Slashdot Mirror

← Back to Stories (view on slashdot.org)

Google Discloses An Unpatched Windows Bug (Again) (bleepingcomputer.com)

Posted by EditorDavid on from the presents-from-Project-Zero dept.

An anonymous reader writes: "For the second time in three months, Google engineers have disclosed a bug in the Windows OS without Microsoft having released a fix before Google's announcement," reports BleepingComputer. "The bug in question affects the Windows GDI (Graphics Device Interface) (gdi32.dll)..." According to Google, the issue allows an attacker to read the content of the user's memory using malicious EMF files. The bad news is that the EMF file can be hidden in other documents, such as DOCX, and can be exploited via Office, IE, or Office Online, among many.
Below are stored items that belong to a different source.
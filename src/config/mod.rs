//! Mod configuration documents.
//!
//! A document is a JSON object of the form:
//!
//! ```json
//! {
//!   "mod_loader": "fabric",
//!   "minecraft_version": "1.21.1",
//!   "mods": [
//!     {"platform": "modrinth", "slug": "fabric-api"},
//!     {"platform": "curseforge", "slug": "jei", "version": "latest"}
//!   ]
//! }
//! ```
//!
//! # Examples
//!
//! ```rust
//! use mcprov::config::{parse_str, ModLoader, Platform};
//!
//! let config = parse_str(r#"{
//!     "mod_loader": "fabric",
//!     "minecraft_version": "1.21.1",
//!     "mods": [{"platform": "modrinth", "slug": "sodium"}]
//! }"#)?;
//!
//! assert_eq!(config.mod_loader(), ModLoader::Fabric);
//! assert_eq!(config.mods()[0].platform(), Platform::Modrinth);
//! assert_eq!(config.mods()[0].version(), "latest");
//! # Ok::<(), mcprov::ConfigError>(())
//! ```

pub mod example;
pub mod model;
pub mod parse;

pub use example::{example_config, render_example, write_example};
pub use model::{ModConfig, ModEntry, ModLoader, Platform, DEFAULT_VERSION};
pub use parse::{load_config, parse, parse_str};
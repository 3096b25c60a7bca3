//! Tests for the streaming download primitive.

use indicatif::ProgressBar;
use mcprov::http::create_http_client;
use mcprov::transfer::{stream_download, CHUNK_SIZE};
use mcprov::Error;
use std::time::Duration;

mod common;
use common::helpers::*;
use common::stub_server::{StubResponse, StubServer};

#[tokio::test]
async fn test_download_reports_progress_against_content_length() {
    let server = StubServer::start().await;
    let payload = create_test_content(3 * CHUNK_SIZE + 100);
    server.route("/file.jar", StubResponse::bytes(payload.clone()));

    let temp_dir = create_temp_dir();
    let destination = temp_dir.path().join("file.jar");
    let pb = ProgressBar::hidden();

    let written = stream_download(&create_test_client(), &server.url("/file.jar"), &destination, &pb)
        .await
        .unwrap();

    assert_eq!(written, payload.len() as u64);
    assert_eq!(pb.length(), Some(payload.len() as u64));
    assert_eq!(pb.position(), payload.len() as u64);
    assert_file_content(&destination, &payload);
}

#[tokio::test]
async fn test_missing_content_length_is_not_an_error() {
    let server = StubServer::start().await;
    let payload = create_test_content(1000);
    server.route(
        "/file.jar",
        StubResponse::bytes(payload.clone()).without_content_length(),
    );

    let temp_dir = create_temp_dir();
    let destination = temp_dir.path().join("file.jar");
    let pb = ProgressBar::hidden();

    let written = stream_download(&create_test_client(), &server.url("/file.jar"), &destination, &pb)
        .await
        .unwrap();

    assert_eq!(written, 1000);
    assert_eq!(pb.length(), Some(0));
    assert_file_content(&destination, &payload);
}

#[tokio::test]
async fn test_repeated_download_overwrites() {
    let server = StubServer::start().await;
    let temp_dir = create_temp_dir();
    let destination = temp_dir.path().join("sodium.jar");
    std::fs::write(&destination, create_test_content(50_000)).unwrap();

    server.route("/sodium.jar", StubResponse::bytes(b"short".to_vec()));
    let client = create_test_client();
    for _ in 0..2 {
        stream_download(&client, &server.url("/sodium.jar"), &destination, &ProgressBar::hidden())
            .await
            .unwrap();
    }

    assert_file_content(&destination, b"short");
    assert_eq!(count_files(temp_dir.path()), 1);
}

#[tokio::test]
async fn test_http_error_is_a_transport_failure() {
    let server = StubServer::start().await;
    server.route("/gone.jar", StubResponse::status(404));

    let temp_dir = create_temp_dir();
    let destination = temp_dir.path().join("gone.jar");
    let result = stream_download(
        &create_test_client(),
        &server.url("/gone.jar"),
        &destination,
        &ProgressBar::hidden(),
    )
    .await;

    assert!(matches!(result, Err(Error::Transport { .. })));
    assert!(!destination.exists());
}

#[tokio::test]
async fn test_unreachable_host_is_a_transport_failure() {
    // Bind then drop a listener so the port is very likely closed.
    let port = {
        let listener = std::net::TcpListener::bind("127.0.0.1:0").unwrap();
        listener.local_addr().unwrap().port()
    };

    let temp_dir = create_temp_dir();
    let result = stream_download(
        &create_test_client(),
        &format!("http://127.0.0.1:{}/x.jar", port),
        &temp_dir.path().join("x.jar"),
        &ProgressBar::hidden(),
    )
    .await;

    assert!(matches!(result, Err(Error::Transport { .. })));
}

#[tokio::test]
async fn test_missing_directory_is_an_io_failure() {
    let server = StubServer::start().await;
    server.route("/file.jar", StubResponse::bytes(b"data".to_vec()));

    let temp_dir = create_temp_dir();
    let destination = temp_dir.path().join("no").join("such").join("file.jar");
    let result = stream_download(
        &create_test_client(),
        &server.url("/file.jar"),
        &destination,
        &ProgressBar::hidden(),
    )
    .await;

    assert!(matches!(result, Err(Error::IOError { .. })));
}

#[tokio::test]
async fn test_malformed_url_is_rejected_before_any_request() {
    let temp_dir = create_temp_dir();
    let destination = temp_dir.path().join("x.jar");
    let result = stream_download(
        &create_test_client(),
        "not a url",
        &destination,
        &ProgressBar::hidden(),
    )
    .await;

    assert!(matches!(result, Err(Error::InvalidUrl(_))));
    assert!(!destination.exists());
}

#[tokio::test]
async fn test_interrupted_body_keeps_partial_file() {
    let server = StubServer::start().await;
    let payload = create_test_content(100_000);
    server.route(
        "/big.jar",
        StubResponse::bytes(payload.clone()).cut_after(20_000),
    );

    let temp_dir = create_temp_dir();
    let destination = temp_dir.path().join("big.jar");
    let pb = ProgressBar::hidden();
    let result = stream_download(&create_test_client(), &server.url("/big.jar"), &destination, &pb).await;

    assert!(matches!(result, Err(Error::Transport { .. })));
    assert_file_content(&destination, &payload[..20_000]);
    assert_eq!(pb.length(), Some(100_000));
    assert_eq!(pb.position(), 20_000);
}

#[tokio::test]
async fn test_slow_body_outlasting_the_timeout_completes() {
    let server = StubServer::start().await;
    let payload = create_test_content(4 * 1024);
    server.route(
        "/slow.jar",
        StubResponse::bytes(payload.clone()).drip(1024, Duration::from_millis(400)),
    );

    // Every pause is shorter than the timeout, the whole body is not.
    let client = create_http_client(create_test_http_config().with_timeout(Duration::from_secs(1))).unwrap();
    let temp_dir = create_temp_dir();
    let destination = temp_dir.path().join("slow.jar");
    let written = stream_download(&client, &server.url("/slow.jar"), &destination, &ProgressBar::hidden())
        .await
        .unwrap();

    assert_eq!(written, payload.len() as u64);
    assert_file_content(&destination, &payload);
}

#[tokio::test]
async fn test_stalled_body_times_out() {
    let server = StubServer::start().await;
    server.route(
        "/stalled.jar",
        StubResponse::bytes(create_test_content(2048)).drip(1024, Duration::from_secs(3)),
    );

    let client = create_http_client(create_test_http_config().with_timeout(Duration::from_millis(500))).unwrap();
    let temp_dir = create_temp_dir();
    let result = stream_download(
        &client,
        &server.url("/stalled.jar"),
        &temp_dir.path().join("stalled.jar"),
        &ProgressBar::hidden(),
    )
    .await;

    assert!(matches!(result, Err(Error::Transport { .. })));
}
"According to a bug report filed by Google's Project Zero team, the bug was initially part of a larger collection of issues discovered in March 2016, and fixed in June 2016, via Microsoft's security bulletin MS16-074. Mateusz Jurczyk, the Google engineer who found the first bugs, says the MS16-074 patches were insufficient, and some of the issues he reported continued to remain vulnerable." He later resubmitted the bugs in November 2016. The 90-days deadline for fixing the bugs expired last week, and the Google researcher disclosed the bug to the public after Microsoft delayed February's security updates to next month's Patch Tuesday, for March 15.
Microsoft has described Google's announcements of unpatched Windows bugs as "disappointing".

5 of 122 comments (clear)

  1. Wrong Headline by Anonymous Coward · · Score: 5, Insightful

    Shouldn't the headline be "Microsoft fails to fix exploit for months"?

  2. Microsoft deserved it by bongey · · Score: 5, Informative

    The bug was actively being used to exploit windows. Letting people know there is active exploit is more important than bad PR for Microsoft.

    1. Re: Microsoft deserved it by chaboud · · Score: 5, Insightful

      Which is why a 90 day disclosure to public announcement deadline is a reasonable measure. If a bug can be discovered by a nice engineer, it can also be discovered and exploited by a malicious one.

      People being mad about this announcement would be akin to people being angry about leaks from Trump's administration rather than the malfeasance uncovered, which would be, you know... Ludicrous.

      Or Snowden, etc...

  3. Disappointing? by danhuby · · Score: 5, Insightful

    > Microsoft has described Google's announcements of unpatched Windows bugs as "disappointing".

    I would describe Microsoft's ability to patch these bugs within a reasonable timeframe as "disappointing".

  4. Re:LibreOffice? by fuzzyfuzzyfungus · · Score: 5, Informative

    You can definitely embed Windows Metafile images in LibreOffice on Windows; but I'm not entirely sure if that is enough to make it vulnerable. WMF is dangerous because it is basically a package of GDI function calls, which might be good for efficiency or compactness; but has led to a number of creative and executable things being shoehorned in(as in this case; and repeatedly over the years).

    However, there are several image handling libraries that can render or convert WMF images without access to GDI; so in those cases GDI bugs wouldn't be a problem(though you probably have other things to worry about).

    This Libreoffice VCL documentation suggests that LibreOffice uses its own VCL WMF filters; but I sure wouldn't bet anything remotely important on that without testing it first; or knowing rather more about how LibreOffice is put together.